= Beginning of Section =
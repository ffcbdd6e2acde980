//! Collection queries: which documents a subscription sees and in what order.

use std::cmp::Ordering;

use chrono::{DateTime, Utc};
use serde_json::Value;

use crate::document::{Document, DocumentId};

#[derive(Clone, Copy, Debug, PartialEq, Eq)]
pub enum Direction {
    Ascending,
    Descending,
}

#[derive(Clone, Debug, PartialEq, Eq)]
pub struct OrderBy {
    pub field: String,
    pub direction: Direction,
}

/// A collection query with optional ordering and an optional single-document filter.
#[derive(Clone, Debug, PartialEq, Eq)]
pub struct Query {
    pub collection: String,
    pub order_by: Option<OrderBy>,
    pub document: Option<DocumentId>,
}

impl Query {
    pub fn collection(name: impl Into<String>) -> Self {
        Self {
            collection: name.into(),
            order_by: None,
            document: None,
        }
    }

    pub fn order_by(mut self, field: impl Into<String>, direction: Direction) -> Self {
        self.order_by = Some(OrderBy {
            field: field.into(),
            direction,
        });
        self
    }

    /// Restrict the query to one document id.
    pub fn document(mut self, id: DocumentId) -> Self {
        self.document = Some(id);
        self
    }

    /// Filter and order `documents` according to this query.
    pub fn apply<'a>(&self, documents: impl IntoIterator<Item = &'a Document>) -> Vec<Document> {
        let mut matched: Vec<Document> = documents
            .into_iter()
            .filter(|doc| self.document.as_ref().map_or(true, |id| &doc.id == id))
            .cloned()
            .collect();

        if let Some(order) = &self.order_by {
            matched.sort_by(|a, b| {
                let ordering = match (a.get(&order.field), b.get(&order.field)) {
                    (Some(x), Some(y)) => {
                        let ord = compare_values(x, y);
                        match order.direction {
                            Direction::Ascending => ord,
                            Direction::Descending => ord.reverse(),
                        }
                    }
                    // Missing field sorts last in either direction.
                    (Some(_), None) => Ordering::Less,
                    (None, Some(_)) => Ordering::Greater,
                    (None, None) => Ordering::Equal,
                };
                ordering.then_with(|| a.id.cmp(&b.id))
            });
        }
        matched
    }
}

/// Compare two field values: timestamps chronologically, numbers numerically,
/// other strings lexically. Values of unrelated kinds compare equal.
pub fn compare_values(a: &Value, b: &Value) -> Ordering {
    match (a, b) {
        (Value::Number(x), Value::Number(y)) => {
            let x = x.as_f64().unwrap_or(0.0);
            let y = y.as_f64().unwrap_or(0.0);
            x.partial_cmp(&y).unwrap_or(Ordering::Equal)
        }
        (Value::String(x), Value::String(y)) => {
            match (x.parse::<DateTime<Utc>>(), y.parse::<DateTime<Utc>>()) {
                (Ok(x), Ok(y)) => x.cmp(&y),
                _ => x.cmp(y),
            }
        }
        (Value::Bool(x), Value::Bool(y)) => x.cmp(y),
        _ => Ordering::Equal,
    }
}

#[cfg(test)]
mod tests {
    use super::*;
    use serde_json::json;

    fn doc(id: &str, fields: Value) -> Document {
        let Value::Object(fields) = fields else {
            panic!("fields must be an object");
        };
        Document::new(DocumentId::from(id), fields)
    }

    #[test]
    fn test_orders_timestamps_chronologically() {
        // Lexical order would put the fractional one first.
        let docs = vec![
            doc("a", json!({ "createdAt": "2024-05-01T10:00:00Z" })),
            doc("b", json!({ "createdAt": "2024-05-01T10:00:00.5Z" })),
            doc("c", json!({ "createdAt": "2024-04-30T23:59:59Z" })),
        ];
        let query = Query::collection("services").order_by("createdAt", Direction::Descending);
        let ids: Vec<_> = query.apply(&docs).into_iter().map(|d| d.id.to_string()).collect();
        assert_eq!(ids, ["b", "a", "c"]);
    }

    #[test]
    fn test_missing_order_field_sorts_last() {
        let docs = vec![
            doc("a", json!({})),
            doc("b", json!({ "price": 10 })),
            doc("c", json!({ "price": 2 })),
        ];
        let query = Query::collection("services").order_by("price", Direction::Ascending);
        let ids: Vec<_> = query.apply(&docs).into_iter().map(|d| d.id.to_string()).collect();
        assert_eq!(ids, ["c", "b", "a"]);
    }

    #[test]
    fn test_document_filter() {
        let docs = vec![doc("a", json!({})), doc("b", json!({}))];
        let query = Query::collection("users").document(DocumentId::from("b"));
        let matched = query.apply(&docs);
        assert_eq!(matched.len(), 1);
        assert_eq!(matched[0].id.as_str(), "b");
    }
}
= End of Section =
→ Exercise goal: Every line of the material above must be duplicated exactly.

→ Answer section:
repository ffcbdd6e2acde980
//! Collection queries: which documents a subscription sees and in what order.

use std::cmp::Ordering;

use chrono::{DateTime, Utc};
use serde_json::Value;

use crate::document::{Document, DocumentId};

#[derive(Clone, Copy, Debug, PartialEq, Eq)]
pub enum Direction {
    Ascending,
    Descending,
}

#[derive(Clone, Debug, PartialEq, Eq)]
pub struct OrderBy {
    pub field: String,
    pub direction: Direction,
}

/// A collection query with optional ordering and an optional single-document filter.
#[derive(Clone, Debug, PartialEq, Eq)]
pub struct Query {
    pub collection: String,
    pub order_by: Option<OrderBy>,
    pub document: Option<DocumentId>,
}

impl Query {
    pub fn collection(name: impl Into<String>) -> Self {
        Self {
            collection: name.into(),
            order_by: None,
            document: None,
        }
    }

    pub fn order_by(mut self, field: impl Into<String>, direction: Direction) -> Self {
        self.order_by = Some(OrderBy {
            field: field.into(),
            direction,
        });
        self
    }

    /// Restrict the query to one document id.
    pub fn document(mut self, id: DocumentId) -> Self {
        self.document = Some(id);
        self
    }

    /// Filter and order `documents` according to this query.
    pub fn apply<'a>(&self, documents: impl IntoIterator<Item = &'a Document>) -> Vec<Document> {
        let mut matched: Vec<Document> = documents
            .into_iter()
            .filter(|doc| self.document.as_ref().map_or(true, |id| &doc.id == id))
            .cloned()
            .collect();

        if let Some(order) = &self.order_by {
            matched.sort_by(|a, b| {
                let ordering = match (a.get(&order.field), b.get(&order.field)) {
                    (Some(x), Some(y)) => {
                        let ord = compare_values(x, y);
                        match order.direction {
                            Direction::Ascending => ord,
                            Direction::Descending => ord.reverse(),
                        }
                    }
                    // Missing field sorts last in either direction.
                    (Some(_), None) => Ordering::Less,
                    (None, Some(_)) => Ordering::Greater,
                    (None, None) => Ordering::Equal,
                };
                ordering.then_with(|| a.id.cmp(&b.id))
            });
        }
        matched
    }
}

/// Compare two field values: timestamps chronologically, numbers numerically,
/// other strings lexically. Values of unrelated kinds compare equal.
pub fn compare_values(a: &Value, b: &Value) -> Ordering {
    match (a, b) {
        (Value::Number(x), Value::Number(y)) => {
            let x = x.as_f64().unwrap_or(0.0);
            let y = y.as_f64().unwrap_or(0.0);
            x.partial_cmp(&y).unwrap_or(Ordering::Equal)
        }
        (Value::String(x), Value::String(y)) => {
            match (x.parse::<DateTime<Utc>>(), y.parse::<DateTime<Utc>>()) {
                (Ok(x), Ok(y)) => x.cmp(&y),
                _ => x.cmp(y),
            }
        }
        (Value::Bool(x), Value::Bool(y)) => x.cmp(y),
        _ => Ordering::Equal,
    }
}

#[cfg(test)]
mod tests {
    use super::*;
    use serde_json::json;

    fn doc(id: &str, fields: Value) -> Document {
        let Value::Object(fields) = fields else {
            panic!("fields must be an object");
        };
        Document::new(DocumentId::from(id), fields)
    }

    #[test]
    fn test_orders_timestamps_chronologically() {
        // Lexical order would put the fractional one first.
        let docs = vec![
            doc("a", json!({ "createdAt": "2024-05-01T10:00:00Z" })),
            doc("b", json!({ "createdAt": "2024-05-01T10:00:00.5Z" })),
            doc("c", json!({ "createdAt": "2024-04-30T23:59:59Z" })),
        ];
        let query = Query::collection("services").order_by("createdAt", Direction::Descending);
        let ids: Vec<_> = query.apply(&docs).into_iter().map(|d| d.id.to_string()).collect();
        assert_eq!(ids, ["b", "a", "c"]);
    }

    #[test]
    fn test_missing_order_field_sorts_last() {
        let docs = vec![
            doc("a", json!({})),
            doc("b", json!({ "price": 10 })),
            doc("c", json!({ "price": 2 })),
        ];
        let query = Query::collection("services").order_by("price", Direction::Ascending);
        let ids: Vec<_> = query.apply(&docs).into_iter().map(|d| d.id.to_string()).collect();
        assert_eq!(ids, ["c", "b", "a"]);
    }

    #[test]
    fn test_document_filter() {
        let docs = vec![doc("a", json!({})), doc("b", json!({}))];
        let query = Query::collection("users").document(DocumentId::from("b"));
        let matched = query.apply(&docs);
        assert_eq!(matched.len(), 1);
        assert_eq!(matched[0].id.as_str(), "b");
    }
}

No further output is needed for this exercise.